GREG HARTON: Extended warranties in election?

Nothing against the sellers of extended warranties, but I wouldn't want to be one.

You know what I'm talking about: Most retailers -- particularly of electronic devices -- create and promote "products" full of promises designed to put the buyer at ease about future and unknowable calamities. These are basically insurance programs sold on the consumers' fears that something might go wrong with the device they're sinking hundreds if not thousands of dollars into.

In another setting, these transactions might be known as Vegas-style gambling. As the consumer puts the money on the table, he's betting something bad will happen during the extended warranty period. The seller of the product and the extra warranty coverage is betting it won't, and thus the seller pockets a bigger profit.

When a store clerk, who's probably making minimum wage, asks if I'd like the extended warranty, I just politely decline. If it's a salesman who is really working hard to "upsell" me into the warranty, I from time to time have a question. "If you're selling so hard on this extra protection, are you telling me you're selling an inferior product you expect to fail within the next 2-3 years?"

Of course not, they answer. But wouldn't it be great if something went wrong that you'd be covered, they ask.

"Does this product have a history of going wrong within a reasonable life span?" I've asked.

"No, no," they've replied as they glance around wondering if there's another sucker ... er ... customer who needs help. "Some people just like the confidence of knowing they're covered."

Fear sells.

•••

The problem I have with a lot of the protestations over voter fraud is the people proposing solutions do not often have solid, real-world examples of the problem they're trying to solve.

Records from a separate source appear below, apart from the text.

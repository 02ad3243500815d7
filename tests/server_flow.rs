//! End-to-end server tests over a loopback WebSocket

mod common;

use common::{EngineOp, MockEngineFactory};
use futures_util::{SinkExt, StreamExt};
use std::sync::atomic::Ordering;
use std::time::Duration;
use tokio::net::TcpStream;
use tokio::time::{sleep, timeout};
use tokio_tungstenite::tungstenite::Message;
use tokio_tungstenite::{connect_async, MaybeTlsStream, WebSocketStream};
use wsrtc_signaling::engine::EngineEvent;
use wsrtc_signaling::{IceCandidate, SignalingConfig, SignalingServer};

type ClientSocket = WebSocketStream<MaybeTlsStream<TcpStream>>;

fn loopback_config() -> SignalingConfig {
    SignalingConfig {
        bind_addr: "127.0.0.1".to_string(),
        port: 0,
        ..Default::default()
    }
}

async fn next_json(ws: &mut ClientSocket) -> serde_json::Value {
    loop {
        let frame = timeout(Duration::from_secs(5), ws.next())
            .await
            .expect("timed out waiting for frame")
            .expect("connection closed unexpectedly")
            .expect("websocket read failed");
        if let Message::Text(raw) = frame {
            return serde_json::from_str(&raw).expect("frame is not JSON");
        }
    }
}

async fn wait_until<F: Fn() -> bool>(what: &str, cond: F) {
    for _ in 0..100 {
        if cond() {
            return;
        }
        sleep(Duration::from_millis(20)).await;
    }
    panic!("timed out waiting for {}", what);
}

#[tokio::test]
async fn full_signaling_exchange() {
    let factory = MockEngineFactory::new();
    let server = SignalingServer::new(loopback_config(), factory.clone()).unwrap();
    let registry = server.registry();
    let handle = server.start().await.unwrap();

    let url = format!("ws://{}", handle.local_addr());
    let (mut ws, _) = connect_async(&url).await.unwrap();

    // The server speaks first: an offer with a fresh token
    let offer = next_json(&mut ws).await;
    assert_eq!(offer["message_type"], "offer");
    let token = offer["token"].as_str().unwrap().to_string();
    assert!(!token.is_empty());
    assert!(offer["offer"].as_str().unwrap().contains("mock-offer"));
    assert_eq!(registry.len().await, 1);

    let engine = factory.created().remove(0);

    // Answer back under the issued token
    let answer = serde_json::json!({
        "message_type": "answer",
        "token": token,
        "answer": { "type": "answer", "sdp": "v=0\r\nclient-answer\r\n" },
    });
    ws.send(Message::Text(answer.to_string())).await.unwrap();
    wait_until("remote answer to reach the engine", || {
        engine
            .ops()
            .contains(&EngineOp::SetRemote("v=0\r\nclient-answer\r\n".to_string()))
    })
    .await;

    // Trickle a candidate up
    let candidate = serde_json::json!({
        "message_type": "iceCandidate",
        "token": token,
        "sdp_mid": "0",
        "sdp_mline_index": 0,
        "sdp": "candidate:1 1 UDP 2122252543 10.0.0.1 50001 typ host",
    });
    ws.send(Message::Text(candidate.to_string())).await.unwrap();
    wait_until("candidate to reach the engine", || {
        engine
            .ops()
            .iter()
            .any(|op| matches!(op, EngineOp::AddCandidate(sdp) if sdp.contains("candidate:1")))
    })
    .await;

    // A locally discovered candidate flows down as a round-trippable blob
    engine
        .emit(EngineEvent::CandidateDiscovered(IceCandidate {
            sdp_mid: "0".to_string(),
            sdp_mline_index: 0,
            sdp: "candidate:5 1 UDP 1686052607 203.0.113.9 40000 typ srflx".to_string(),
        }))
        .await;
    let frame = next_json(&mut ws).await;
    assert_eq!(frame["message_type"], "iceCandidate");
    assert_eq!(frame["token"], token.as_str());
    let parsed: IceCandidate =
        serde_json::from_str(frame["icecandidate"].as_str().unwrap()).unwrap();
    assert!(parsed.sdp.contains("candidate:5"));

    // Client hangup tears the session down
    ws.close(None).await.unwrap();
    wait_until("engine close", || engine.ops().contains(&EngineOp::Close)).await;
    assert_eq!(registry.len().await, 0);

    handle.shutdown().await;
}

#[tokio::test]
async fn each_connection_gets_its_own_session() {
    let factory = MockEngineFactory::new();
    let server = SignalingServer::new(loopback_config(), factory.clone()).unwrap();
    let registry = server.registry();
    let handle = server.start().await.unwrap();
    let url = format!("ws://{}", handle.local_addr());

    let (mut ws_a, _) = connect_async(&url).await.unwrap();
    let (mut ws_b, _) = connect_async(&url).await.unwrap();

    let token_a = next_json(&mut ws_a).await["token"].as_str().unwrap().to_string();
    let token_b = next_json(&mut ws_b).await["token"].as_str().unwrap().to_string();

    assert_ne!(token_a, token_b);
    assert_eq!(registry.len().await, 2);
    assert_eq!(factory.created().len(), 2);

    handle.shutdown().await;
}

#[tokio::test]
async fn engine_setup_failure_reports_error_and_closes() {
    let factory = MockEngineFactory::new();
    factory.fail_create.store(true, Ordering::SeqCst);
    let server = SignalingServer::new(loopback_config(), factory.clone()).unwrap();
    let registry = server.registry();
    let handle = server.start().await.unwrap();

    let url = format!("ws://{}", handle.local_addr());
    let (mut ws, _) = connect_async(&url).await.unwrap();

    let frame = next_json(&mut ws).await;
    assert_eq!(frame["message_type"], "error");
    assert!(frame["error"].as_str().unwrap().contains("mock factory failure"));

    // The failed session does not linger in the registry
    let cleaned = timeout(Duration::from_secs(5), async {
        while !registry.is_empty().await {
            sleep(Duration::from_millis(20)).await;
        }
    })
    .await;
    assert!(cleaned.is_ok());

    handle.shutdown().await;
}

#[tokio::test]
async fn shutdown_closes_live_connections() {
    let factory = MockEngineFactory::new();
    let server = SignalingServer::new(loopback_config(), factory.clone()).unwrap();
    let handle = server.start().await.unwrap();

    let url = format!("ws://{}", handle.local_addr());
    let (mut ws, _) = connect_async(&url).await.unwrap();
    let _offer = next_json(&mut ws).await;
    let engine = factory.created().remove(0);

    handle.shutdown().await;

    // The client observes the close and the engine is released
    let closed = timeout(Duration::from_secs(5), async {
        loop {
            match ws.next().await {
                Some(Ok(Message::Close(_))) | None => break,
                Some(Ok(_)) => continue,
                Some(Err(_)) => break,
            }
        }
    })
    .await;
    assert!(closed.is_ok());
    wait_until("engine close", || engine.ops().contains(&EngineOp::Close)).await;
}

Lawmakers, emboldened by a steady diet of "stop the steal" fabrications by a former president, speak as though they're saving the Republic from large-scale skulduggery in the electoral system.

They're offering extended warranties for a product -- the American electoral system -- that has long been the envy of people yearning to live in democratic (small "d") environs. If elections were automobiles, the United States would have a shelf full of J.D. Power awards. That's not to say they're perfect, but they're not the hooptie Dave Ramsey suggests people drive until they get out of debt.

With the Arkansas Legislature in session, the election-related bills are flying. Last week, the Legislature sent the governor a bill to tighten up the requirement that voters present specific forms of identification at the time of voting before they're allowed to cast ballots. The bill eliminates the ability of registered voters who show up without proper ID to cast provisional ballots along with their signatures, which would then be checked by county clerks against the original voter registration documents.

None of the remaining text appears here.